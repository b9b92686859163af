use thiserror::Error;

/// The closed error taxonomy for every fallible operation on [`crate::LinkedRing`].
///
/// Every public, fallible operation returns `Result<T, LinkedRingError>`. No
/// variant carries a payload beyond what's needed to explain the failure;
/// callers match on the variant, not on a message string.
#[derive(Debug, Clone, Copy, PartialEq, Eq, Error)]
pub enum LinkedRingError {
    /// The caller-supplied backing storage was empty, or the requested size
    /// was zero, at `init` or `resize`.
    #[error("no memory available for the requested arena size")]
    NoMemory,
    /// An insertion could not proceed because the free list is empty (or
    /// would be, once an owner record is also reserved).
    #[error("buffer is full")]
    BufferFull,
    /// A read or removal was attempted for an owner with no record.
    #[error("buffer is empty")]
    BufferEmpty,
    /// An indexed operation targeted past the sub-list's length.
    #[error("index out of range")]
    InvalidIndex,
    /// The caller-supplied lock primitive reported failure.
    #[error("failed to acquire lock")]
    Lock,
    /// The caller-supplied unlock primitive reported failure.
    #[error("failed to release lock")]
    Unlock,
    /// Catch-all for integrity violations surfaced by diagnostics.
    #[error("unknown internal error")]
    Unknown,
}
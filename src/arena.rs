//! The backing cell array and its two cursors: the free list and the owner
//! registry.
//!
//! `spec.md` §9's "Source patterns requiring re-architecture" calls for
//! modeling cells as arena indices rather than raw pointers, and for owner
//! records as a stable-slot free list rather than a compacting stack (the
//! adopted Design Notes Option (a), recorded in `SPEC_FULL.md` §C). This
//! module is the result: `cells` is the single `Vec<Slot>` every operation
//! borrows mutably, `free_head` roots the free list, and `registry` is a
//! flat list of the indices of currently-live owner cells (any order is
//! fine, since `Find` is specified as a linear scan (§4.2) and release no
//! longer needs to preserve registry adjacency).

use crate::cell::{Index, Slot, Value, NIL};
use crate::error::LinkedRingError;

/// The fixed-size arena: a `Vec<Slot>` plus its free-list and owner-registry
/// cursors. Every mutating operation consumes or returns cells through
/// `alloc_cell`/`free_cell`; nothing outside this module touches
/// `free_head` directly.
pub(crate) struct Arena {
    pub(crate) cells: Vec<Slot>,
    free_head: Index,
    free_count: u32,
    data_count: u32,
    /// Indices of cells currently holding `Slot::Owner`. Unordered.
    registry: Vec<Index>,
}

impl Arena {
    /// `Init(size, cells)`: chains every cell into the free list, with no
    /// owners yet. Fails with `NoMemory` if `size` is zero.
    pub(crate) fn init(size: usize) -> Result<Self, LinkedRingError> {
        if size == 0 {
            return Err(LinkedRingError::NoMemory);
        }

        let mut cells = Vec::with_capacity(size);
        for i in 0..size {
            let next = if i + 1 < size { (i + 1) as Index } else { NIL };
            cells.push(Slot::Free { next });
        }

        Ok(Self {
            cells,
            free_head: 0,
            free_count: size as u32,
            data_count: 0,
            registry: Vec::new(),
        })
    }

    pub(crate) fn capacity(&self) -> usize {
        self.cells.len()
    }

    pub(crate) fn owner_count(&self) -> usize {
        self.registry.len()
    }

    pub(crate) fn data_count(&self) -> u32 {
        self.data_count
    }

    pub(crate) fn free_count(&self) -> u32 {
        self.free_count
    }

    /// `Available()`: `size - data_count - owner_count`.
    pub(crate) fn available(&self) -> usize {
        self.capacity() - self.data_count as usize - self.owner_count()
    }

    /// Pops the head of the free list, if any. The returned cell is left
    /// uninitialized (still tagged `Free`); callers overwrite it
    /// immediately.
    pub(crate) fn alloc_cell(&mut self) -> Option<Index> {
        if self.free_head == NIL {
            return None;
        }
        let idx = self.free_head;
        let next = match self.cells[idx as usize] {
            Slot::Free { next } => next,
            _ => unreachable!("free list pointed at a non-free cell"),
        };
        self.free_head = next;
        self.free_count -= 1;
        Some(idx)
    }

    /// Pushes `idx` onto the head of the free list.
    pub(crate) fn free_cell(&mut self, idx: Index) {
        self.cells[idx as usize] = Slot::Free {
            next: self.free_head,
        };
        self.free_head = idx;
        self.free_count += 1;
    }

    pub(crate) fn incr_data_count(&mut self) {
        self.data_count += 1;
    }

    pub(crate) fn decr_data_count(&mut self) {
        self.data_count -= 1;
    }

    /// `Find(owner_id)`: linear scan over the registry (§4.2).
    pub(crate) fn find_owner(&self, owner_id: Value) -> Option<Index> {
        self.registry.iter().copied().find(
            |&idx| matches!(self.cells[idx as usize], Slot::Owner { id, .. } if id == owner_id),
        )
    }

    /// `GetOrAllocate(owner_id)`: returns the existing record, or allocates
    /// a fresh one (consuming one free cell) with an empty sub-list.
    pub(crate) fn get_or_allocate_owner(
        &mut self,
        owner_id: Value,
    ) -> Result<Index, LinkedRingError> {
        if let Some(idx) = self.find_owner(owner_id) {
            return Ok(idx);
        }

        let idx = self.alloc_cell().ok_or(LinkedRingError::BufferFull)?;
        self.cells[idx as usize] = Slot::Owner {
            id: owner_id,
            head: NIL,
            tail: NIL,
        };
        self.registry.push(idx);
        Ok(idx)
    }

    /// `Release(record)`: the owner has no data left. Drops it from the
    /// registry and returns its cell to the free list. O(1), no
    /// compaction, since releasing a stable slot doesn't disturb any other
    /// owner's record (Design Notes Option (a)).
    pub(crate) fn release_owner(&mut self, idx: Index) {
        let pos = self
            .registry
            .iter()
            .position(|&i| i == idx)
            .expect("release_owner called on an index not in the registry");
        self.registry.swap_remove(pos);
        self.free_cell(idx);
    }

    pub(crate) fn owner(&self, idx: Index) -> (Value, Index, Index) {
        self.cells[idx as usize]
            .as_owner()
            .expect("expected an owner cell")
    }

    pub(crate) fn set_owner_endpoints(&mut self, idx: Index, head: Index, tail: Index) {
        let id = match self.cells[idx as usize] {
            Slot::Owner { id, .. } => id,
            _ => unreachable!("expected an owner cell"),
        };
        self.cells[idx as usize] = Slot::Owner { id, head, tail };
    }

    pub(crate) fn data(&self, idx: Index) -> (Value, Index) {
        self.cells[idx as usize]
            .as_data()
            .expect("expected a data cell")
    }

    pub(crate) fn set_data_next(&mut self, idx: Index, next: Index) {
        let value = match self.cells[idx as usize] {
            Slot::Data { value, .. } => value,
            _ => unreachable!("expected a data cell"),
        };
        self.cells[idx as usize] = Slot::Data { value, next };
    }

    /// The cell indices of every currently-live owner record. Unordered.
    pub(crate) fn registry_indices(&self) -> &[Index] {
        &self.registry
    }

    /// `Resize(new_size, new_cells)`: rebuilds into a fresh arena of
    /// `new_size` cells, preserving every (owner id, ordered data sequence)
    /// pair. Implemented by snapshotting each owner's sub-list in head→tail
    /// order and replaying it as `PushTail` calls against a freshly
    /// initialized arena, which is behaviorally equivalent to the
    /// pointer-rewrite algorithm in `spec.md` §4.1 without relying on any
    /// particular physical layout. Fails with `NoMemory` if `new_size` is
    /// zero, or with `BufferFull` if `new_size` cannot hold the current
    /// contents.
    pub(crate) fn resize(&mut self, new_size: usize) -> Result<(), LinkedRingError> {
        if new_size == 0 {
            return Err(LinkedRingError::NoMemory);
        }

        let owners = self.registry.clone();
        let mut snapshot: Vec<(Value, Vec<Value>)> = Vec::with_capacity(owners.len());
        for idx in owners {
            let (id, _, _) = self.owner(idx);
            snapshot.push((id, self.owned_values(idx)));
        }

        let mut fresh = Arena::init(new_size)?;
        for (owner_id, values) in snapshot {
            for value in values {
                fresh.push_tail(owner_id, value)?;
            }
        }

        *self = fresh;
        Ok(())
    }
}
---
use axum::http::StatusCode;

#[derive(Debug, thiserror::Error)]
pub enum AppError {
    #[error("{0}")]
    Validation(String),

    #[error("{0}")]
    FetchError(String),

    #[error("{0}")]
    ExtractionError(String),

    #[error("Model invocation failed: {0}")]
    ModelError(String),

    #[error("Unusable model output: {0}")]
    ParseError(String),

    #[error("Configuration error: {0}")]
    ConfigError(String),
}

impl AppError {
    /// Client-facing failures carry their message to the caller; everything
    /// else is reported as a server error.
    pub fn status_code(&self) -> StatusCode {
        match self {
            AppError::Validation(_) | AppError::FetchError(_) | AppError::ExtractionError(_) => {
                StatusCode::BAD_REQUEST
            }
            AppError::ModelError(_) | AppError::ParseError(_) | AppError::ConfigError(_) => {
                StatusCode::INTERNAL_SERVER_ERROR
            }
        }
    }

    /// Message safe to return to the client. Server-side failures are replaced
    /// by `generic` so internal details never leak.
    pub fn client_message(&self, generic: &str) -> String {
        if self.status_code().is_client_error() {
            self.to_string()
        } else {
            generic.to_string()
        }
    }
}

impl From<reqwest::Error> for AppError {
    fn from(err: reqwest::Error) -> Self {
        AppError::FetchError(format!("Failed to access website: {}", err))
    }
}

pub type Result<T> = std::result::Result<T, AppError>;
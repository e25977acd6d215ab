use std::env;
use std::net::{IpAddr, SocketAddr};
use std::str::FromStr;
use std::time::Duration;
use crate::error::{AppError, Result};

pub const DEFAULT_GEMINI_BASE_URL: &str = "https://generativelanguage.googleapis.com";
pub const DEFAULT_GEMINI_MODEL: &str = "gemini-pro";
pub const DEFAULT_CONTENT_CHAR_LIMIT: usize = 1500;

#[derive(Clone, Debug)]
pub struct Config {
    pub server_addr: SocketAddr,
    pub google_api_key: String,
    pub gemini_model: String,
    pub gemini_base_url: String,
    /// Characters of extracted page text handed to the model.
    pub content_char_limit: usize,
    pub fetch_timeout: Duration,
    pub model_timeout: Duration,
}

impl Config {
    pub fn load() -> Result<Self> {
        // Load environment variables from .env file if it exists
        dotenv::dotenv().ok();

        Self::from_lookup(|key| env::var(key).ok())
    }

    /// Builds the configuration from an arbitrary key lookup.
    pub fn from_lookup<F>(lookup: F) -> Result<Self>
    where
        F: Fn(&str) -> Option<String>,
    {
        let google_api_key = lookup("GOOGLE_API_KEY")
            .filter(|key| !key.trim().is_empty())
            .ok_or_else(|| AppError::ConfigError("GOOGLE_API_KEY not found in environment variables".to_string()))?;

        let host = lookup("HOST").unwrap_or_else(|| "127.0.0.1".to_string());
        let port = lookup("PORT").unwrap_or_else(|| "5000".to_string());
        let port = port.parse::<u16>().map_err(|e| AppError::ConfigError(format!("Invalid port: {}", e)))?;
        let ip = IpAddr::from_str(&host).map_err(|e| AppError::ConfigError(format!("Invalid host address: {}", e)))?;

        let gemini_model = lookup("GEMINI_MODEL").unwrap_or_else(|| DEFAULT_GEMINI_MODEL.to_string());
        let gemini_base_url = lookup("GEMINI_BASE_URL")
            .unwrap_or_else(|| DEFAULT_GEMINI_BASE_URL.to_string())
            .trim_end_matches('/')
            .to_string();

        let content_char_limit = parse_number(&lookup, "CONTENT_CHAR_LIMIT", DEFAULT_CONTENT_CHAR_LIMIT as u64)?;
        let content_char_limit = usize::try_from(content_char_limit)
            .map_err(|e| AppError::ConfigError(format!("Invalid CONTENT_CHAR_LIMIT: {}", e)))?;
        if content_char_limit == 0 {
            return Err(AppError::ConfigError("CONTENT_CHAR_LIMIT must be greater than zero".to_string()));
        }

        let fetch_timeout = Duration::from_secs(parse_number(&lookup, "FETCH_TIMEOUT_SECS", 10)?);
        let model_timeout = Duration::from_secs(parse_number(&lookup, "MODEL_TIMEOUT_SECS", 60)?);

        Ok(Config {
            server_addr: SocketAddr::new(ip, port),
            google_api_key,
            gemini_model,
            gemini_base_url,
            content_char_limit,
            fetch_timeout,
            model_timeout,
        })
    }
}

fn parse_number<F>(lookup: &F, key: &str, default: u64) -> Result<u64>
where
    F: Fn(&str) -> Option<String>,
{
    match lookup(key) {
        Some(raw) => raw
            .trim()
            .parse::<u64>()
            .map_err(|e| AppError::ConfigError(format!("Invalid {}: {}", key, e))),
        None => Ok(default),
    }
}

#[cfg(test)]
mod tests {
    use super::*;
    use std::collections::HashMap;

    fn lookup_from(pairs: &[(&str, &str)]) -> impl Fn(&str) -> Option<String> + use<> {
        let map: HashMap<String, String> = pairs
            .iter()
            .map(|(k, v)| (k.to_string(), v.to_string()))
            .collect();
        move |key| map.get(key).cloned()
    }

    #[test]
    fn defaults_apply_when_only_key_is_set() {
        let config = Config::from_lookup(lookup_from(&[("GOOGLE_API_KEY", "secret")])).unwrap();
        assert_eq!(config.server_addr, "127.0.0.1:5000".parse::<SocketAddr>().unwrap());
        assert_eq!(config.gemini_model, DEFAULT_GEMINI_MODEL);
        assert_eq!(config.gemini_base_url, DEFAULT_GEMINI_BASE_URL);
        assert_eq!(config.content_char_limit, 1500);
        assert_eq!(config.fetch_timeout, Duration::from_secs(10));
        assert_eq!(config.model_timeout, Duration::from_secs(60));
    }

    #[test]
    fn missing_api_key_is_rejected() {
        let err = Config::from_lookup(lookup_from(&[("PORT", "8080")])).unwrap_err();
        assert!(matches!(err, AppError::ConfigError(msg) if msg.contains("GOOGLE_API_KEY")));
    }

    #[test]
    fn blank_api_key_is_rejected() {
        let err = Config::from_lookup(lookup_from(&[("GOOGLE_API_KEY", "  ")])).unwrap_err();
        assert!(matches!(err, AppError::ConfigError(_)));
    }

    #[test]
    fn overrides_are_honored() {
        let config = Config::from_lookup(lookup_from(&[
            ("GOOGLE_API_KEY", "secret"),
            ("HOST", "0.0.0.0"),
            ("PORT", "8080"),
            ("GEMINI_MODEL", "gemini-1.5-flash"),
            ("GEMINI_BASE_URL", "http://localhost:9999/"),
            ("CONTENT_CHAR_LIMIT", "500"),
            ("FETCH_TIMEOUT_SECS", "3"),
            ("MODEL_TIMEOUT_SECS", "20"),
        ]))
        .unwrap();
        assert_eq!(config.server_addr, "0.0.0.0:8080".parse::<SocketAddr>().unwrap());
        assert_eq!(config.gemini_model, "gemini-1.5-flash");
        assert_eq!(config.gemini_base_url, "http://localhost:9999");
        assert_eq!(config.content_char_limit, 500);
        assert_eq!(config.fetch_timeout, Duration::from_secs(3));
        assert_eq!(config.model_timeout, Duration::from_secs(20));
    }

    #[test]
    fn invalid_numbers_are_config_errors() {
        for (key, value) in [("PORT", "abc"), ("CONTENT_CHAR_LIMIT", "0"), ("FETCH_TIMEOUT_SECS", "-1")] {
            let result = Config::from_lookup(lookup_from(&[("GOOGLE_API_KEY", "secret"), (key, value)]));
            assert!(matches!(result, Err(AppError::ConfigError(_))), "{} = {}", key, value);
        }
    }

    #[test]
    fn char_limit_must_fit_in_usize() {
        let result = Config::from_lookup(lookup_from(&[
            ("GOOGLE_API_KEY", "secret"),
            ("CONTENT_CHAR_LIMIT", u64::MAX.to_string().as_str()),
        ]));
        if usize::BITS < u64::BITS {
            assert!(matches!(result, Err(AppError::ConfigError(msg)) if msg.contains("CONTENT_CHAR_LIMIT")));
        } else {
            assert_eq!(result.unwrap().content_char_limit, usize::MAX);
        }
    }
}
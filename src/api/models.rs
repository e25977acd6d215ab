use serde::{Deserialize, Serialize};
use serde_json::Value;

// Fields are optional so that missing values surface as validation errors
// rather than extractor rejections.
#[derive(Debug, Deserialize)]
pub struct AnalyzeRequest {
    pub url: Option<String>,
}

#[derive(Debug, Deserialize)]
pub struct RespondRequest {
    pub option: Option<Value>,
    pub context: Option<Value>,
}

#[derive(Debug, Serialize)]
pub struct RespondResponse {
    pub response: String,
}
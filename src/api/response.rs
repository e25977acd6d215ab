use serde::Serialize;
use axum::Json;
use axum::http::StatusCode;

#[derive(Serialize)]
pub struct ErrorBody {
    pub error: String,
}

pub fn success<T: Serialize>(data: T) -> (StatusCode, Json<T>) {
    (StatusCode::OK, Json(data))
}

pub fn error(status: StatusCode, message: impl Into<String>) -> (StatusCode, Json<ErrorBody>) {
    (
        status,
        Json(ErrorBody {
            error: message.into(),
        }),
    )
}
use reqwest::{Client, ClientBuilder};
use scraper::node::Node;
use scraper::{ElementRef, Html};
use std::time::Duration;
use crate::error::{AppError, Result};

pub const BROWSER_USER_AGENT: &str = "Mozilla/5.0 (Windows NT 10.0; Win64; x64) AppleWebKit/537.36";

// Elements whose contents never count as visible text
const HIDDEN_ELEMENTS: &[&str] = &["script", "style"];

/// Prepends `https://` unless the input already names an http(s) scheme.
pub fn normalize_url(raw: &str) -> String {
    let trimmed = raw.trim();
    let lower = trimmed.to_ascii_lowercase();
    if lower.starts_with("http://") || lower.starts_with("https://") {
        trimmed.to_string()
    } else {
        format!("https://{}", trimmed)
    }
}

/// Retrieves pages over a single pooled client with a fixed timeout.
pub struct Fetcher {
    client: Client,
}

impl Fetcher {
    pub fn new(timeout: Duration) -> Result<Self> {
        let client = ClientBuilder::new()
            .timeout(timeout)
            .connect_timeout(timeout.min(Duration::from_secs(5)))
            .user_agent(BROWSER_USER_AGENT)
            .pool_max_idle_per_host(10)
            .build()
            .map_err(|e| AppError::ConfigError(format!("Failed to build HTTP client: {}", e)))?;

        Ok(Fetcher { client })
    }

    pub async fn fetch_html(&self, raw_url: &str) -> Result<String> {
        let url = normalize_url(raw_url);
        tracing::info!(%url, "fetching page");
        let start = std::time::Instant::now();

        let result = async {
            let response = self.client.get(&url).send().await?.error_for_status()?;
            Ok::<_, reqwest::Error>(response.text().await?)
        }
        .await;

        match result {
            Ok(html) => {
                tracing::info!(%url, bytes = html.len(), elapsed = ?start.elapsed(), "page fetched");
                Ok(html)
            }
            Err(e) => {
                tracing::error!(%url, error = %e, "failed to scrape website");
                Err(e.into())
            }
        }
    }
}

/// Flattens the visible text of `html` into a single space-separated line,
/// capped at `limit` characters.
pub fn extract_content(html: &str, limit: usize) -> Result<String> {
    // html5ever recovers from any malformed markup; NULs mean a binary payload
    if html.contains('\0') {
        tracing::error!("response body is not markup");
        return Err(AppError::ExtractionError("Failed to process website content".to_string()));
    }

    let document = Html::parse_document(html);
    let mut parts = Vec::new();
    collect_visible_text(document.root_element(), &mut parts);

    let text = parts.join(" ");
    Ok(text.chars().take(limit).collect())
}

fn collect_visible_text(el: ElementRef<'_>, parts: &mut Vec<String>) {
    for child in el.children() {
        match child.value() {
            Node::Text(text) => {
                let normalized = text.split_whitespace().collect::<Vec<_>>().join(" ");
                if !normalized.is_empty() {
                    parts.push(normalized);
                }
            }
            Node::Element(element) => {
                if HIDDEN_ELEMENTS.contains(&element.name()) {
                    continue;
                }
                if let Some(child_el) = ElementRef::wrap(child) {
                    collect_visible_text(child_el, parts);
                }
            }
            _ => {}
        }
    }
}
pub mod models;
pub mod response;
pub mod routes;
---
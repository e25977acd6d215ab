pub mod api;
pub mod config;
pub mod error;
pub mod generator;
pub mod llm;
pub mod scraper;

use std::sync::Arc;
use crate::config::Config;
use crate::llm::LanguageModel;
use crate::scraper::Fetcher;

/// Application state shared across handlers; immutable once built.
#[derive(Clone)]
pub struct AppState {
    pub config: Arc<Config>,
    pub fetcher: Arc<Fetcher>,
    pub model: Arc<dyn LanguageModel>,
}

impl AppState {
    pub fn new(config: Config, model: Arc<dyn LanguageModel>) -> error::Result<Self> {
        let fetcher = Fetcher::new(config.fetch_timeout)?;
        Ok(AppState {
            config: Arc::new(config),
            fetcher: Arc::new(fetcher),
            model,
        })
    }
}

# What the task asks
All lines in the listing above from the line containing "repository b9b92686859163af" to the line containing "roots the free", inclusive, should be retyped exactly; no other lines should appear.

# Finished task
repository b9b92686859163af
use thiserror::Error;

/// The closed error taxonomy for every fallible operation on [`crate::LinkedRing`].
///
/// Every public, fallible operation returns `Result<T, LinkedRingError>`. No
/// variant carries a payload beyond what's needed to explain the failure;
/// callers match on the variant, not on a message string.
#[derive(Debug, Clone, Copy, PartialEq, Eq, Error)]
pub enum LinkedRingError {
    /// The caller-supplied backing storage was empty, or the requested size
    /// was zero, at `init` or `resize`.
    #[error("no memory available for the requested arena size")]
    NoMemory,
    /// An insertion could not proceed because the free list is empty (or
    /// would be, once an owner record is also reserved).
    #[error("buffer is full")]
    BufferFull,
    /// A read or removal was attempted for an owner with no record.
    #[error("buffer is empty")]
    BufferEmpty,
    /// An indexed operation targeted past the sub-list's length.
    #[error("index out of range")]
    InvalidIndex,
    /// The caller-supplied lock primitive reported failure.
    #[error("failed to acquire lock")]
    Lock,
    /// The caller-supplied unlock primitive reported failure.
    #[error("failed to release lock")]
    Unlock,
    /// Catch-all for integrity violations surfaced by diagnostics.
    #[error("unknown internal error")]
    Unknown,
}
filename src/arena.rs
//! The backing cell array and its two cursors: the free list and the owner
//! registry.
//!
//! `spec.md` §9's "Source patterns requiring re-architecture" calls for
//! modeling cells as arena indices rather than raw pointers, and for owner
//! records as a stable-slot free list rather than a compacting stack (the
//! adopted Design Notes Option (a), recorded in `SPEC_FULL.md` §C). This
//! module is the result: `cells` is the single `Vec<Slot>` every operation
//! borrows mutably, `free_head` roots the free list, and `registry` is a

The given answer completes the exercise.